__Entries supplied__

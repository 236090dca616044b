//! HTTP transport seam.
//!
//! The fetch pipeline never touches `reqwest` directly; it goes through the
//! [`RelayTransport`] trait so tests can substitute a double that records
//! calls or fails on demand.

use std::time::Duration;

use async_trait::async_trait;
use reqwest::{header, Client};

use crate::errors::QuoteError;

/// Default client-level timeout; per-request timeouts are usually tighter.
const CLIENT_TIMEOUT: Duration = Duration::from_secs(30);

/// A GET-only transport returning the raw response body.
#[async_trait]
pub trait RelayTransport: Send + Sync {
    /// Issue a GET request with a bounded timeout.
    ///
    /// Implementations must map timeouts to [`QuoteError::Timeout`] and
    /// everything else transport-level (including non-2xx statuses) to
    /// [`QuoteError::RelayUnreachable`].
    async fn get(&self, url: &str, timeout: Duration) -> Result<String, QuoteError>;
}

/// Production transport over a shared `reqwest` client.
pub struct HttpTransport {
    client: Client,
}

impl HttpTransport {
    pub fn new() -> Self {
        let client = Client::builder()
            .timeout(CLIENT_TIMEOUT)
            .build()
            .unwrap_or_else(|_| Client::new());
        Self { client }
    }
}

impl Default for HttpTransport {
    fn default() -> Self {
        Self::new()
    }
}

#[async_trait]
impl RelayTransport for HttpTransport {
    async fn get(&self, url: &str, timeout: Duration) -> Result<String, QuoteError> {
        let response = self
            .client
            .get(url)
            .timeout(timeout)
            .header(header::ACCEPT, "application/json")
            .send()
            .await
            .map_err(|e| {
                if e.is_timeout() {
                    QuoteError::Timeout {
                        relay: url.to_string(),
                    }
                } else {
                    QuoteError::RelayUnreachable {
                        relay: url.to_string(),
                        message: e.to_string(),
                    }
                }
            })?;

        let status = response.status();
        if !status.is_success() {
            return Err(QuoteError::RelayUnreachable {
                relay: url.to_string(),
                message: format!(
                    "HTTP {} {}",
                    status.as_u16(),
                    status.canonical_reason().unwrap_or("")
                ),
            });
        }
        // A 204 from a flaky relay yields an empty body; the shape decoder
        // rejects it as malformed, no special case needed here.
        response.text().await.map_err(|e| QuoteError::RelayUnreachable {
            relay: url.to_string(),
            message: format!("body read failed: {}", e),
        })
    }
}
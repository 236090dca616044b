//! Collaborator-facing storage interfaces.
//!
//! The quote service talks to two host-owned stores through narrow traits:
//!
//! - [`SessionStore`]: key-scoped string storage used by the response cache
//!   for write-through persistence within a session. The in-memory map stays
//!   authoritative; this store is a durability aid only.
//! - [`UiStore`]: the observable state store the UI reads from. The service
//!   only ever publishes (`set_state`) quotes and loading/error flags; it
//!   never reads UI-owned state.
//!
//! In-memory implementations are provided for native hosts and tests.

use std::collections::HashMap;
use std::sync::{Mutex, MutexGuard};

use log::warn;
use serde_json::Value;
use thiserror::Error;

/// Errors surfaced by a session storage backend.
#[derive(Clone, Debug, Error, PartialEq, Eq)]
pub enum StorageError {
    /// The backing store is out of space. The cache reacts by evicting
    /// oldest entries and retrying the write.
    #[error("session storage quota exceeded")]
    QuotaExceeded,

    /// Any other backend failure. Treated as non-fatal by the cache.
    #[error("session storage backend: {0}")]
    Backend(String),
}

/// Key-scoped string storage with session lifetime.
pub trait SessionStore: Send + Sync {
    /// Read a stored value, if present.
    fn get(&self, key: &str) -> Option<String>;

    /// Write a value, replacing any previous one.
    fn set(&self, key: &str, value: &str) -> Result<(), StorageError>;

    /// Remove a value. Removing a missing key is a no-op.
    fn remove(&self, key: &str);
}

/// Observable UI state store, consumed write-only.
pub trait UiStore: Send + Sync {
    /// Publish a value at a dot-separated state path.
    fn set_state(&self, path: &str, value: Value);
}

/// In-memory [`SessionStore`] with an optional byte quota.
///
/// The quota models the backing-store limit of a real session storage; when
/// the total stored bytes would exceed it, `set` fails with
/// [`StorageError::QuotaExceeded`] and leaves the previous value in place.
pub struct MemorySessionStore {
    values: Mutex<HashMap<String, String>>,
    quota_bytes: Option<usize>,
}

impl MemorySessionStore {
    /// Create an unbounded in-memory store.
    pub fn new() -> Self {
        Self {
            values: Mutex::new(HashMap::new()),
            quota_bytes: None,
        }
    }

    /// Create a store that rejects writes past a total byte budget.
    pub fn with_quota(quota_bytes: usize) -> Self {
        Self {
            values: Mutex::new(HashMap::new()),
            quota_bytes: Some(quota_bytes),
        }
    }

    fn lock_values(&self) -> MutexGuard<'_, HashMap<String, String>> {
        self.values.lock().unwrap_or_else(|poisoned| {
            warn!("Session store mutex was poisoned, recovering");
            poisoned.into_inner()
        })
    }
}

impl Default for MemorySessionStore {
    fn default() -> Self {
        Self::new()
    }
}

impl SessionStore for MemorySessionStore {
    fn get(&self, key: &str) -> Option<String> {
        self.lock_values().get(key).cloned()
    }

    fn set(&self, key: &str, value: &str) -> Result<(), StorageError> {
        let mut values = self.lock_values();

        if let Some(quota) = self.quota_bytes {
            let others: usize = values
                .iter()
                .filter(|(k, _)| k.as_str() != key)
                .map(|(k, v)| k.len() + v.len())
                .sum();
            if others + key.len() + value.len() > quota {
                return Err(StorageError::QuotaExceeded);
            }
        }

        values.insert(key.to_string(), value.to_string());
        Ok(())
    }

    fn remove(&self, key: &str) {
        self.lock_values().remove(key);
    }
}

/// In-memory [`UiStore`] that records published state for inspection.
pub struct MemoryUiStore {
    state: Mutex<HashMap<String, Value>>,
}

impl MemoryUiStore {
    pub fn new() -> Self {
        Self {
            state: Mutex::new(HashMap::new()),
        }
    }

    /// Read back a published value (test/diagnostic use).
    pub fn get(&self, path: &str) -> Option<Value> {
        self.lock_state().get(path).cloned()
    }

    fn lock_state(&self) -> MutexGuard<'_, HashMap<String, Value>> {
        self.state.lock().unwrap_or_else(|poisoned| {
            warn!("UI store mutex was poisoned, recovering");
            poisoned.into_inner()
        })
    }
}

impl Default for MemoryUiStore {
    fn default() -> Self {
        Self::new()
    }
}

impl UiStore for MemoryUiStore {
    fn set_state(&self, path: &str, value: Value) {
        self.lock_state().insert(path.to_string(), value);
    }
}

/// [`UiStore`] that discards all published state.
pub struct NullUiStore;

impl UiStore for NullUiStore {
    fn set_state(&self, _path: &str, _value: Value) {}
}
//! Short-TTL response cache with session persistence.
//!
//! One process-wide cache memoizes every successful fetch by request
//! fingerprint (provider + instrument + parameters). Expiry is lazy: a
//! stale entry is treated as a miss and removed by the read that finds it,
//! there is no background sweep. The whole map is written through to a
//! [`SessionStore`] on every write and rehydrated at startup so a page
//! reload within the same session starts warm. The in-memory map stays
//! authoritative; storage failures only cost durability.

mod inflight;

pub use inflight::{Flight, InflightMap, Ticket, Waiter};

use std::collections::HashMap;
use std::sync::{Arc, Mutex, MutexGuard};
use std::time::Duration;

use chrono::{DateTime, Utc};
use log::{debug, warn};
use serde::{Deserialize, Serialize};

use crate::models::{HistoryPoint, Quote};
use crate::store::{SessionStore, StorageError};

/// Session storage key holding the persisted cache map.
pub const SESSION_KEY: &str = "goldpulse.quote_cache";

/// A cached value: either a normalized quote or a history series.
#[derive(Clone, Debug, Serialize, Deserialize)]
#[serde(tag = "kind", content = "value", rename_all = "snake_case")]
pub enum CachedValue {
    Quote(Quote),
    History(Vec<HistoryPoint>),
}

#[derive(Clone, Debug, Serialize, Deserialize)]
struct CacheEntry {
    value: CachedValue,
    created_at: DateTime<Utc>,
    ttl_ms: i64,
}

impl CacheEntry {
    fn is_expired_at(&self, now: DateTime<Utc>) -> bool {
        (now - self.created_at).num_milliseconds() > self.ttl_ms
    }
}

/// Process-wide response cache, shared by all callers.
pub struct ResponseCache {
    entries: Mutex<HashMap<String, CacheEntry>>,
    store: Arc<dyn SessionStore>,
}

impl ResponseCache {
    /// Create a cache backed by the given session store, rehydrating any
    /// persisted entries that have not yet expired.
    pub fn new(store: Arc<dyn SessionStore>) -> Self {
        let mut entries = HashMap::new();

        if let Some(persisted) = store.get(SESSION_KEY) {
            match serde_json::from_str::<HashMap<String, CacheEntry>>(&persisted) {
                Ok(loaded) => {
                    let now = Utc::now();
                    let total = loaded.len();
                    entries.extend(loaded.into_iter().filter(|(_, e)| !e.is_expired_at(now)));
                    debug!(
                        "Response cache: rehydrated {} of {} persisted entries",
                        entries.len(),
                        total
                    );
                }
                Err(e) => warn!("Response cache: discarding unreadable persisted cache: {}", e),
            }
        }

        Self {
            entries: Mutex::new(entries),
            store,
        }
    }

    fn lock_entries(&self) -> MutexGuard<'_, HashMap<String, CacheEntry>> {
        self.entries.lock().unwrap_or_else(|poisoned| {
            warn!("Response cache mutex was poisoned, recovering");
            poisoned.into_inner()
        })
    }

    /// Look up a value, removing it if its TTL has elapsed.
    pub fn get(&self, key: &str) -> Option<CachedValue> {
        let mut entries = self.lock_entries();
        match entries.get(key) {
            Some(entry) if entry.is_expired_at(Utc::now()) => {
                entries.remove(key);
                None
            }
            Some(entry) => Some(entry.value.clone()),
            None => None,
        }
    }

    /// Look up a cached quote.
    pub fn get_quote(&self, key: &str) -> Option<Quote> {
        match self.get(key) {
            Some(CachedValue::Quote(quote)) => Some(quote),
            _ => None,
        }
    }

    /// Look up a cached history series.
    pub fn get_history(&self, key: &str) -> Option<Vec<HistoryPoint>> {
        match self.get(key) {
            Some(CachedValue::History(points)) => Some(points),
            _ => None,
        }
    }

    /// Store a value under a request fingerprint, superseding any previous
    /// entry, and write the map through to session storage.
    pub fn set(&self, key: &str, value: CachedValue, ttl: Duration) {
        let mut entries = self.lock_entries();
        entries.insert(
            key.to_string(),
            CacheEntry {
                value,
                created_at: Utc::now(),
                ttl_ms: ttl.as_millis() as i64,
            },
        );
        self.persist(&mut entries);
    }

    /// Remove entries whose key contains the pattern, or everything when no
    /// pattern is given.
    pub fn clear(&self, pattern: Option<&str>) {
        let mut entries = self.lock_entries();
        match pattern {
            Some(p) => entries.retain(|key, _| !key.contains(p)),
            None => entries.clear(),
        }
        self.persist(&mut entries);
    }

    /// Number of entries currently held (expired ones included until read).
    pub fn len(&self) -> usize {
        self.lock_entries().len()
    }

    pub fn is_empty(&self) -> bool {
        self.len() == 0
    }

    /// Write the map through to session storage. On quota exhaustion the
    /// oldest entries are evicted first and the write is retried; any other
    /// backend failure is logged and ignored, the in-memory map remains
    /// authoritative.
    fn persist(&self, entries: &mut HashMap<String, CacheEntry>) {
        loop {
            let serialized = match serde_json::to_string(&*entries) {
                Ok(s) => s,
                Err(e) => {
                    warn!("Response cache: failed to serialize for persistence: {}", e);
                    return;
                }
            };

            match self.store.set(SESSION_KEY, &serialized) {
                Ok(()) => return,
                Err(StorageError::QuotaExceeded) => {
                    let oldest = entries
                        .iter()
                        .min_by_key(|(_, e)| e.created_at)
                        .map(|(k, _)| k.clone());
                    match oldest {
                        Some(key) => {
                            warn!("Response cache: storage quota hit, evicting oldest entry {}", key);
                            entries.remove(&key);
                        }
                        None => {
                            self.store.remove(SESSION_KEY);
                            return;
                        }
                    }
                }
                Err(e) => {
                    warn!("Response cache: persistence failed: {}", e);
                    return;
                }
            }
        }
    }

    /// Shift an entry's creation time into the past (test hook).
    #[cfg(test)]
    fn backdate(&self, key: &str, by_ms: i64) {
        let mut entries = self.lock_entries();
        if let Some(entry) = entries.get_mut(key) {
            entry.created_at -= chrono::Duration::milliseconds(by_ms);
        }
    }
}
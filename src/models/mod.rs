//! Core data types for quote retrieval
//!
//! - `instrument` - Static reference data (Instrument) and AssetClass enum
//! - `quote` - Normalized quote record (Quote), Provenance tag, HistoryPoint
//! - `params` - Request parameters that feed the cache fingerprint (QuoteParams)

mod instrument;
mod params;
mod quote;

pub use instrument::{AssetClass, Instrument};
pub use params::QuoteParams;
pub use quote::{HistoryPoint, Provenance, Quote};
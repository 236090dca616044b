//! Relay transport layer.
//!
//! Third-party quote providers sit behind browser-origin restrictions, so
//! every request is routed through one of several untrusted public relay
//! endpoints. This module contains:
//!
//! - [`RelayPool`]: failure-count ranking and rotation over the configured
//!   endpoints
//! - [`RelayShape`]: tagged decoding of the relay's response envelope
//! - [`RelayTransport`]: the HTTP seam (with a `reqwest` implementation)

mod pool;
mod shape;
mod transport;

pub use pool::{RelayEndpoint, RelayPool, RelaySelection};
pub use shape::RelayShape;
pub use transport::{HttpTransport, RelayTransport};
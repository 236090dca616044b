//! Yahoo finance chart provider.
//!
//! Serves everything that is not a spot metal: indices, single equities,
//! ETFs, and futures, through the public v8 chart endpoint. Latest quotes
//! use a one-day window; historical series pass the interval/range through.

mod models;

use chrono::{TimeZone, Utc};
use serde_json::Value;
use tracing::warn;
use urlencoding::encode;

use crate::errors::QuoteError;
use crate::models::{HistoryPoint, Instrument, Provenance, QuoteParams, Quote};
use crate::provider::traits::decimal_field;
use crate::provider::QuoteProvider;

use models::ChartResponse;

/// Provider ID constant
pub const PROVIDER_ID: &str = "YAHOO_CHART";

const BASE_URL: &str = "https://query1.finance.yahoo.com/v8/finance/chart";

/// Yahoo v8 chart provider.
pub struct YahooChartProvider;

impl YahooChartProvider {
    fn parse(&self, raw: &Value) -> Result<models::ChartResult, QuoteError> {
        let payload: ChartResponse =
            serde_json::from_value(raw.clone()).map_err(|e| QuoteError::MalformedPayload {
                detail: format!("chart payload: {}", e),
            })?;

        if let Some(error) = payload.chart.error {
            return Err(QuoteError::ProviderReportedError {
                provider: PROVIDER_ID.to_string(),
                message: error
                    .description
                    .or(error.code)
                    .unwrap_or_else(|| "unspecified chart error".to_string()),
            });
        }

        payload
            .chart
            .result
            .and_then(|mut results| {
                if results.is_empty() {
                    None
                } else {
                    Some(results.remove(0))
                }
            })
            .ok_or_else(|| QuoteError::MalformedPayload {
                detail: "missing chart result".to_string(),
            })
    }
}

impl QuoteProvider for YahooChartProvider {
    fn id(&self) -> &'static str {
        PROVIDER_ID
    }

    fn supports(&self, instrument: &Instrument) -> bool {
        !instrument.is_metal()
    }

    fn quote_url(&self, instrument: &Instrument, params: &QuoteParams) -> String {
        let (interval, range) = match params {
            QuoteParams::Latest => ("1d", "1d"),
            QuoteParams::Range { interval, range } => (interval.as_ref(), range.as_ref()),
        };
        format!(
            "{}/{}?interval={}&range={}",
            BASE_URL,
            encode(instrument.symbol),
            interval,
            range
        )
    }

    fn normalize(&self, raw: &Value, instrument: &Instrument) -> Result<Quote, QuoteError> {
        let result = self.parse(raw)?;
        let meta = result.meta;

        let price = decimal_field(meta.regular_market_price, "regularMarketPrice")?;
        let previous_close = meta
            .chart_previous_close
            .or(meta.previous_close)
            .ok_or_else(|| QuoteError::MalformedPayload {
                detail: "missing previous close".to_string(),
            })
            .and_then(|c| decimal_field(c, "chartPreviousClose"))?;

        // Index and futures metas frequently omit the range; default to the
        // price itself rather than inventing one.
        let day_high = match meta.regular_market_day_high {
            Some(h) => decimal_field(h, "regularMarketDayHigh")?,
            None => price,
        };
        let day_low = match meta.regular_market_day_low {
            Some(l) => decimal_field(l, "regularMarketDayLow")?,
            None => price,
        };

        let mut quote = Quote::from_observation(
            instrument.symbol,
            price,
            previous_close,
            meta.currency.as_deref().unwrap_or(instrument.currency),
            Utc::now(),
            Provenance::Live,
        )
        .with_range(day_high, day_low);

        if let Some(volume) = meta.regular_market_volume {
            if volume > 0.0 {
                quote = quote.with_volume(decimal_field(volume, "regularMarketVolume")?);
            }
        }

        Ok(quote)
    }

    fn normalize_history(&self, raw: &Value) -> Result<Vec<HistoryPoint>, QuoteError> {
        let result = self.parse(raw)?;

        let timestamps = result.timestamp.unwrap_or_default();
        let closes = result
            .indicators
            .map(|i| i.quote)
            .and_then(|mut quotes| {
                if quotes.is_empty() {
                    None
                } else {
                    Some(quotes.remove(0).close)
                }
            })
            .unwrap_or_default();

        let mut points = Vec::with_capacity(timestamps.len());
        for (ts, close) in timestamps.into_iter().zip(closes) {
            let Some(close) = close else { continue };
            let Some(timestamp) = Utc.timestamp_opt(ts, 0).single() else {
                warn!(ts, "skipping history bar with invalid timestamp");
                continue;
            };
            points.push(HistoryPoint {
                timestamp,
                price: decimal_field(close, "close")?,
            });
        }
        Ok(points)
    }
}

__Aim of the task__
Start at the first line of the material and transcribe each line exactly, stopping once the line containing "fails on demand." has been written.

__Result of the exercise__
repository 236090dca616044b
//! HTTP transport seam.
//!
//! The fetch pipeline never touches `reqwest` directly; it goes through the
//! [`RelayTransport`] trait so tests can substitute a double that records
//! calls or fails on demand.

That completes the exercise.